Java/GPars - my thread pool seems to get "clogged"

What I'm doing: I'm going through a table of companies in a dbase... each company has a text description field, and inside that field there can be a number of hyperlinks (rarely more than 4). What I want to do is to test these links, using curl, for a "bad" response (typically 404, but anything non-200 will be of interest).

Incidentally, this is applicable to Java as much as Groovy, no doubt, and persons of either persuasion might be interested to know that the underlying thread pool class used here by GPars (Groovy parallelism) is ForkJoinPool.

Having gathered up these URLs using a Matcher using the Pattern /(https?:.*?)\)/ I get a map descripURLs of "url" --> "name of company". Then I use withPool with a large capacity (because of the intrinsic latency of waiting for responses, obviously) like so:

startMillis = System.currentTimeMillis() 
AtomicInteger nRequest = new AtomicInteger()
AtomicInteger nResponsesReceived = new AtomicInteger()
poolObject = null
resultP = withPool( 50 ){ pool ->
    poolObject = pool
    descripURLs.eachParallel{ url, name ->
        int localNRequest = nRequest.incrementAndGet()
        Process process = checkURL( url )

        def response
        try {
            //// with the next line TIME PASSES in this Thread...
            response = process.text
        } catch( Exception e ) {
            System.err.println "$e"
        }
        // NB this line doesn't appear to make much difference
        process.destroyForcibly()
        nResponses = nResponsesReceived.incrementAndGet()
        int nRequestsNowMade = nRequest.get()
        if( response.trim() != '200' ) {
            println "\n*** request $localNRequest BAD RESPONSE\nname $name url $url\nresponse |$response|" +
                "\n$nRequestsNowMade made, outstanding ${nRequestsNowMade - nResponses}"
             // NB following line may of course not be printed immmediately after the above line, due to parallelism
            println "\nprocess poolSize $pool.poolSize, queuedTaskCount $pool.queuedTaskCount," +
                " queuedSubmissionCount? $pool.queuedSubmissionCount"   
        }
        println "time now ${System.currentTimeMillis() - startMillis}, activeThreadCount $pool.activeThreadCount"
    }
    println "END OF withPool iterations"
    println "pool $pool class ${pool.class.simpleName}, activeThreadCount $pool.activeThreadCount"
    pool.shutdownNow()
}

println "resultP $resultP class ${resultP.class.simpleName}"
println "pool $poolObject class ${poolObject.class.simpleName}"
println "pool shutdown? $poolObject.shutdown"

def checkURL( url ) {
    def process =  "curl -LI $url -o /dev/null -w '%{http_code}\n' -s".execute()
    // this appears necessary... otherwise potentially you can have processes hanging around forever
    process.waitForOrKill( 8000 ) // 8 s to get a reponse
    process.addShutdownHook{
        println "shutdown on url $url"
    }
    process
}

What I observe with a 50-Thread pool as above is that 500 URLs will take 20 s to complete.

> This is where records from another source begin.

//! Folding aggregates and group-by over scratch partitions.

use std::collections::{HashMap, VecDeque};
use std::fmt;
use std::str::FromStr;

use serde::{Deserialize, Serialize};
use serde_json::{Number, Value};
use tracing::{debug, trace};
use xxhash_rust::xxh64::xxh64;

use crate::api::filter::compare_values;
use crate::error::{Error, QueryError, Result};
use crate::storage::{ScratchDir, ScratchFile};
use crate::types::{Record, field};

/// A binary fold step: combine the accumulator with the next value.
pub trait Fold {
    fn fold(&self, acc: Value, next: Value) -> Result<Value>;
}

impl<F> Fold for F
where
    F: Fn(Value, Value) -> Result<Value>,
{
    fn fold(&self, acc: Value, next: Value) -> Result<Value> {
        self(acc, next)
    }
}

/// Built-in fold functions.
#[derive(Debug, Clone, Copy, PartialEq, Eq, Serialize, Deserialize)]
#[serde(rename_all = "snake_case")]
pub enum Aggregator {
    Sum,
    Min,
    Max,
}

impl Aggregator {
    /// Pair this aggregator with the field it folds.
    pub fn over(self, name: impl Into<String>) -> AggregateSpec {
        (name.into(), Box::new(self))
    }
}

impl Fold for Aggregator {
    fn fold(&self, acc: Value, next: Value) -> Result<Value> {
        match self {
            Aggregator::Sum => sum(acc, next),
            Aggregator::Min => pick(acc, next, std::cmp::Ordering::Less),
            Aggregator::Max => pick(acc, next, std::cmp::Ordering::Greater),
        }
    }
}

impl fmt::Display for Aggregator {
    fn fmt(&self, f: &mut fmt::Formatter<'_>) -> fmt::Result {
        let name = match self {
            Aggregator::Sum => "sum",
            Aggregator::Min => "min",
            Aggregator::Max => "max",
        };
        f.write_str(name)
    }
}

impl FromStr for Aggregator {
    type Err = Error;

    fn from_str(s: &str) -> Result<Self> {
        match s.to_ascii_lowercase().as_str() {
            "sum" => Ok(Aggregator::Sum),
            "min" => Ok(Aggregator::Min),
            "max" => Ok(Aggregator::Max),
            other => {
                Err(QueryError::InvalidAggregate(format!("unknown aggregator '{other}'")).into())
            }
        }
    }
}

fn sum(acc: Value, next: Value) -> Result<Value> {
    let (Value::Number(a), Value::Number(b)) = (&acc, &next) else {
        return Err(QueryError::InvalidAggregate(format!("cannot sum {acc} and {next}")).into());
    };
    if let (Some(x), Some(y)) = (a.as_i64(), b.as_i64()) {
        return x.checked_add(y).map(Value::from).ok_or_else(|| {
            QueryError::InvalidAggregate(format!("integer overflow in {x} + {y}")).into()
        });
    }
    let total = a.as_f64().zip(b.as_f64()).map(|(x, y)| x + y);
    total
        .and_then(Number::from_f64)
        .map(Value::Number)
        .ok_or_else(|| {
            QueryError::InvalidAggregate(format!("non-finite sum of {acc} and {next}")).into()
        })
}

/// Keep `acc` unless `next` orders `wanted` relative to it.
fn pick(acc: Value, next: Value, wanted: std::cmp::Ordering) -> Result<Value> {
    match compare_values(&next, &acc) {
        Some(ord) if ord == wanted => Ok(next),
        Some(_) => Ok(acc),
        None => {
            Err(QueryError::InvalidAggregate(format!("cannot compare {acc} and {next}")).into())
        }
    }
}

/// Left-fold the values of `name` across a stream, seeded with the first.
///
/// There is no identity element: an empty stream fails with
/// `EmptyAggregate`.
pub fn aggregate<I, F>(input: I, name: &str, fold: &F) -> Result<Value>
where
    I: IntoIterator<Item = Result<Record>>,
    F: Fold + ?Sized,
{
    let mut acc: Option<Value> = None;
    for record in input {
        let record = record?;
        let value = field(&record, name)?.clone();
        acc = Some(match acc {
            None => value,
            Some(acc) => fold.fold(acc, value)?,
        });
    }
    acc.ok_or_else(|| QueryError::EmptyAggregate(name.to_string()).into())
}

/// One aggregate output column: the field to fold and the fold to apply.
pub type AggregateSpec = (String, Box<dyn Fold>);

struct Partition {
    key: Record,
    file: ScratchFile,
}

/// Group-by-and-aggregate over a record stream. Created by
/// [`group_by_and_aggregate`].
///
/// The input is partitioned on the first pull, one scratch file per
/// distinct key. Groups are emitted in first-seen order and each
/// partition is deleted right after its group is emitted; whatever is left
/// goes when the operator is dropped.
pub struct GroupAggregate<I> {
    input: Option<I>,
    group_by: Vec<String>,
    aggregates: Vec<AggregateSpec>,
    scratch: ScratchDir,
    pending: VecDeque<Partition>,
    whole_input: bool,
    done: bool,
}

pub fn group_by_and_aggregate<I>(
    input: I,
    group_by: Vec<String>,
    aggregates: Vec<AggregateSpec>,
    scratch: &ScratchDir,
) -> GroupAggregate<I::IntoIter>
where
    I: IntoIterator<Item = Result<Record>>,
{
    GroupAggregate {
        input: Some(input.into_iter()),
        group_by,
        aggregates,
        scratch: scratch.clone(),
        pending: VecDeque::new(),
        whole_input: false,
        done: false,
    }
}

/// Fold every aggregate over the whole input, yielding exactly one record.
///
/// Unlike a grouping with no key fields, an empty input is an error
/// (`EmptyAggregate`), matching [`aggregate`].
pub fn aggregate_all<I>(
    input: I,
    aggregates: Vec<AggregateSpec>,
    scratch: &ScratchDir,
) -> GroupAggregate<I::IntoIter>
where
    I: IntoIterator<Item = Result<Record>>,
{
    GroupAggregate {
        whole_input: true,
        ..group_by_and_aggregate(input, Vec::new(), aggregates, scratch)
    }
}

impl<I> GroupAggregate<I>
where
    I: Iterator<Item = Result<Record>>,
{
    fn partition(&mut self, input: I) -> Result<()> {
        let mut index: HashMap<String, usize> = HashMap::new();
        let mut records = 0usize;
        for record in input {
            let record = record?;
            let key = self.group_key(&record)?;
            let canonical = serde_json::to_string(&key).map_err(std::io::Error::from)?;
            let slot = match index.get(&canonical) {
                Some(&slot) => slot,
                None => {
                    let digest = xxh64(canonical.as_bytes(), 0);
                    let file = self
                        .scratch
                        .create(&format!("group_by_and_aggregate_{digest:016x}"))?;
                    trace!(key = %canonical, path = %file.path().display(), "new group partition");
                    self.pending.push_back(Partition { key, file });
                    index.insert(canonical, self.pending.len() - 1);
                    self.pending.len() - 1
                }
            };
            self.pending[slot].file.append(&record)?;
            records += 1;
        }
        debug!(records, groups = self.pending.len(), "partitioned group-by input");
        if self.whole_input && self.pending.is_empty() {
            let name = self.aggregates.first().map(|(name, _)| name.clone());
            return Err(QueryError::EmptyAggregate(name.unwrap_or_default()).into());
        }
        Ok(())
    }

    fn group_key(&self, record: &Record) -> Result<Record> {
        let mut key = Record::new();
        for name in &self.group_by {
            key.insert(name.clone(), field(record, name)?.clone());
        }
        Ok(key)
    }

    fn emit(&self, partition: &Partition) -> Result<Record> {
        let mut out = partition.key.clone();
        for (name, fold) in &self.aggregates {
            let value = aggregate(partition.file.reader()?, name, fold.as_ref())?;
            out.insert(name.clone(), value);
        }
        Ok(out)
    }
}

impl<I> Iterator for GroupAggregate<I>
where
    I: Iterator<Item = Result<Record>>,
{
    type Item = Result<Record>;

    fn next(&mut self) -> Option<Self::Item> {
        if self.done {
            return None;
        }
        if let Some(input) = self.input.take()
            && let Err(e) = self.partition(input)
        {
            self.done = true;
            self.pending.clear();
            return Some(Err(e));
        }

        let Some(partition) = self.pending.pop_front() else {
            self.done = true;
            return None;
        };
        let result = self.emit(&partition);
        drop(partition);
        if result.is_err() {
            self.done = true;
            self.pending.clear();
        }
        Some(result)
    }
}
use std::fs::{self, OpenOptions};
use std::io;
use std::path::{Path, PathBuf};

use tracing::debug;

use crate::catalog::{self, Catalog, coerce};
use crate::error::{Error, Result, SchemaError, StorageError};
use crate::query::{
    self, AggregateSpec, GroupAggregate, NestedLoopJoin, Predicate, Predicates, SortMerge, matches,
};
use crate::storage::{RecordReader, ScratchDir, append_record, replace_atomically};
use crate::types::{METADATA_FILE, Record, TABLE_EXTENSION, TableSchema, validate_scalars};

use super::builders::{DeleteBuilder, QueryBuilder, TableBuilder, UpdateBuilder};
use super::update::{apply_assignments, validate_assignments};

/// Handle to one database directory.
///
/// Obtained from [`Engine::open`](super::Engine::open) or
/// [`Engine::create_database`](super::Engine::create_database). The catalog
/// is read from disk by every operation, so two handles on the same
/// directory always agree. Cheap to clone.
#[derive(Debug, Clone)]
pub struct Database {
    name: String,
    dir: PathBuf,
    scratch: ScratchDir,
    chunk_size: usize,
}

impl Database {
    pub(crate) fn new(name: String, dir: PathBuf, scratch: ScratchDir, chunk_size: usize) -> Self {
        Self {
            name,
            dir,
            scratch,
            chunk_size,
        }
    }

    pub fn name(&self) -> &str {
        &self.name
    }

    /// Directory holding the catalog and table files.
    pub fn path(&self) -> &Path {
        &self.dir
    }

    /// Scratch space used by joins, group-by and sorts started from this
    /// handle.
    pub fn scratch(&self) -> &ScratchDir {
        &self.scratch
    }

    /// Batch size used by [`Database::sort_merge`].
    pub fn chunk_size(&self) -> usize {
        self.chunk_size
    }

    /// Load the current catalog.
    pub fn catalog(&self) -> Result<Catalog> {
        Catalog::load(self.dir.join(METADATA_FILE)).map_err(|e| match e {
            Error::Storage(StorageError::FileNotFound(_)) => {
                StorageError::DatabaseNotFound(self.name.clone()).into()
            }
            other => other,
        })
    }

    fn file_for(&self, table: &str) -> PathBuf {
        self.dir.join(format!("{table}.{TABLE_EXTENSION}"))
    }

    // -----------------------------------------------------------------------
    // Tables
    // -----------------------------------------------------------------------

    /// Create a table.
    pub fn create_table(&self, name: &str) -> TableBuilder<'_> {
        TableBuilder::new(self, name.to_string())
    }

    /// Create a table from a complete schema.
    ///
    /// The backing file is created before the catalog entry is persisted.
    /// A name already in the catalog fails with `TableAlreadyExists`; a
    /// stray file without a catalog entry fails with `CatalogConflict`.
    pub fn create_table_with_schema(&self, name: &str, schema: TableSchema) -> Result<()> {
        let mut catalog = self.catalog()?;
        catalog::ops::create_table(&mut catalog, name, schema)?;

        let path = self.file_for(name);
        OpenOptions::new()
            .write(true)
            .create_new(true)
            .open(&path)
            .map_err(|e| -> Error {
                if e.kind() == io::ErrorKind::AlreadyExists {
                    SchemaError::CatalogConflict {
                        table: name.to_string(),
                        detail: "backing file exists without a catalog entry".to_string(),
                    }
                    .into()
                } else {
                    e.into()
                }
            })?;

        if let Err(e) = catalog.persist() {
            let _ = fs::remove_file(&path);
            return Err(e);
        }
        debug!(db = %self.name, table = name, "created table");
        Ok(())
    }

    /// Drop a table: the catalog entry goes first, then the file.
    pub fn drop_table(&self, name: &str) -> Result<()> {
        let mut catalog = self.catalog()?;
        catalog::ops::drop_table(&mut catalog, name)?;
        catalog.persist()?;
        match fs::remove_file(self.file_for(name)) {
            Ok(()) => {}
            Err(e) if e.kind() == io::ErrorKind::NotFound => {}
            Err(e) => return Err(e.into()),
        }
        debug!(db = %self.name, table = name, "dropped table");
        Ok(())
    }

    /// List all table names, in creation order.
    pub fn list_tables(&self) -> Result<Vec<String>> {
        Ok(catalog::ops::list_tables(&self.catalog()?))
    }

    /// Describe a table's schema.
    pub fn describe_table(&self, name: &str) -> Result<TableSchema> {
        let catalog = self.catalog()?;
        catalog::ops::get_table(&catalog, name).cloned()
    }

    /// Check that catalog entries and table files correspond one to one.
    ///
    /// Hidden files (leftover mutation temp files) are ignored.
    pub fn check_consistency(&self) -> Result<()> {
        let catalog = self.catalog()?;
        for table in catalog.tables().keys() {
            if !self.file_for(table).is_file() {
                return Err(SchemaError::CatalogConflict {
                    table: table.clone(),
                    detail: "catalog entry without a backing file".to_string(),
                }
                .into());
            }
        }

        for entry in fs::read_dir(&self.dir)? {
            let path = entry?.path();
            let Some(file_name) = path.file_name().and_then(|n| n.to_str()) else {
                continue;
            };
            if file_name == METADATA_FILE || file_name.starts_with('.') {
                continue;
            }
            if let Some(table) = file_name.strip_suffix(&format!(".{TABLE_EXTENSION}"))
                && !catalog.tables().contains_key(table)
            {
                return Err(SchemaError::CatalogConflict {
                    table: table.to_string(),
                    detail: "backing file without a catalog entry".to_string(),
                }
                .into());
            }
        }
        Ok(())
    }

    /// Resolve a table's backing file, checking both catalog and disk.
    pub fn table_path(&self, table: &str) -> Result<PathBuf> {
        let catalog = self.catalog()?;
        catalog::ops::get_table(&catalog, table)?;
        let path = self.file_for(table);
        if !path.is_file() {
            return Err(SchemaError::CatalogConflict {
                table: table.to_string(),
                detail: "catalog entry without a backing file".to_string(),
            }
            .into());
        }
        Ok(path)
    }

    // -----------------------------------------------------------------------
    // Records
    // -----------------------------------------------------------------------

    /// Stream every record of a table, in file order.
    pub fn scan(&self, table: &str) -> Result<RecordReader> {
        RecordReader::open(self.table_path(table)?)
    }

    /// Convert `values` to the table's declared field types.
    ///
    /// Never applied implicitly by [`Database::insert_record`] or
    /// [`Database::update_record`].
    pub fn coerce_record(&self, table: &str, values: &Record) -> Result<Record> {
        let schema = self.describe_table(table)?;
        coerce::coerce_record(table, &schema, values)
    }

    /// Append one record to a table.
    pub fn insert_record(&self, table: &str, record: &Record) -> Result<()> {
        validate_scalars(record)?;
        let path = self.table_path(table)?;
        append_record(record, &path)?;
        debug!(db = %self.name, table, "inserted record");
        Ok(())
    }

    /// Update a table.
    pub fn update(&self, table: &str) -> UpdateBuilder<'_> {
        UpdateBuilder::new(self, table.to_string())
    }

    /// Overwrite `assignments` on every record matching all `predicates`.
    ///
    /// The table is rewritten into a temp file in the database directory and
    /// renamed over the original; on error the original is left untouched.
    /// Returns the number of updated records.
    pub fn update_record(
        &self,
        table: &str,
        assignments: &Record,
        predicates: &[Box<dyn Predicate>],
    ) -> Result<usize> {
        validate_assignments(assignments)?;
        let path = self.table_path(table)?;
        let reader = RecordReader::open(&path)?;
        let updated = replace_atomically(&path, "update_record", |w| {
            let mut updated = 0;
            for record in reader {
                let mut record = record?;
                if matches(&record, predicates)? {
                    apply_assignments(&mut record, assignments);
                    updated += 1;
                }
                w.write(&record)?;
            }
            Ok(updated)
        })?;
        debug!(db = %self.name, table, updated, "updated records");
        Ok(updated)
    }

    /// Delete from a table.
    pub fn delete(&self, table: &str) -> DeleteBuilder<'_> {
        DeleteBuilder::new(self, table.to_string())
    }

    /// Remove every record matching all `predicates`, with the same
    /// rewrite-and-rename protocol as [`Database::update_record`].
    ///
    /// Returns the number of deleted records.
    pub fn delete_record(&self, table: &str, predicates: &[Box<dyn Predicate>]) -> Result<usize> {
        let path = self.table_path(table)?;
        let reader = RecordReader::open(&path)?;
        let deleted = replace_atomically(&path, "delete_record", |w| {
            let mut deleted = 0;
            for record in reader {
                let record = record?;
                if matches(&record, predicates)? {
                    deleted += 1;
                } else {
                    w.write(&record)?;
                }
            }
            Ok(deleted)
        })?;
        debug!(db = %self.name, table, deleted, "deleted records");
        Ok(deleted)
    }

    // -----------------------------------------------------------------------
    // Operators bound to this database's scratch space
    // -----------------------------------------------------------------------

    /// Build a query pipeline starting from a table scan.
    pub fn query(&self, table: &str) -> QueryBuilder<'_> {
        QueryBuilder::new(self, table.to_string())
    }

    pub fn cross_product<L, R>(&self, left: L, right: R) -> NestedLoopJoin<L::IntoIter, R>
    where
        L: IntoIterator<Item = Result<Record>>,
        R: IntoIterator<Item = Result<Record>>,
    {
        query::cross_product(left, right, &self.scratch)
    }

    pub fn theta_inner_join<L, R>(
        &self,
        left: L,
        right: R,
        predicates: Predicates,
    ) -> NestedLoopJoin<L::IntoIter, R>
    where
        L: IntoIterator<Item = Result<Record>>,
        R: IntoIterator<Item = Result<Record>>,
    {
        query::theta_inner_join(left, right, predicates, &self.scratch)
    }

    pub fn group_by_and_aggregate<I>(
        &self,
        input: I,
        group_by: Vec<String>,
        aggregates: Vec<AggregateSpec>,
    ) -> GroupAggregate<I::IntoIter>
    where
        I: IntoIterator<Item = Result<Record>>,
    {
        query::group_by_and_aggregate(input, group_by, aggregates, &self.scratch)
    }

    /// Sort with the configured default chunk size.
    pub fn sort_merge<I>(&self, input: I, key: &str, ascending: bool) -> SortMerge<I::IntoIter>
    where
        I: IntoIterator<Item = Result<Record>>,
    {
        query::sort_merge(input, key, ascending, self.chunk_size, &self.scratch)
    }
}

I've experimented with smaller and larger pools, and 100 seems to make no difference, but 25 seems slower, and 10 more like 40 s to complete. Timings are also remarkably consistent from run to run for the same pool size.

What I don't understand is that the Processes' shutdown hooks only run at the very end of the closure... for all 500 Processes! This is not to say that 500 actual processes are hanging around on the machine: using task manager I can see that the number of curl.exe processes at any one time is relatively small.

At the same time I observe from the printlns here that the active thread count here starts at 50, but then declines throughout the run, reaching 3 (typically) by the end. AND YET... I can also observe that the final requests are only being added very near the end of the run.

This leads me to wonder whether the thread pool is in some way being "clogged up" by this "unfinished business" of these "zombie" Processes... I would expect the final requests (of the 500 made) to be made well before the end of the run. Is there any way I can shut down these Processes earlier?

Solution

Neither Java nor Groovy support a method addShutdownHook on child Process instances.

The only method addShutdownHook that Java supports is on the Runtime instance. This adds a hook to run at JVM shutdown.

Groovy adds a convenience addShutdownHook() to the Object class so that you don't have to write Runtime.getRuntime().addShutdownHook(..), but this changes nothing on the underlying mechanism: these hooks are only executed at JVM shutdown.

Because the closures that you add with process.addShutdownHook most probably keep references to the process instance, these will be kept alive until JVM shutdown (the Java objects, but not the OS processes)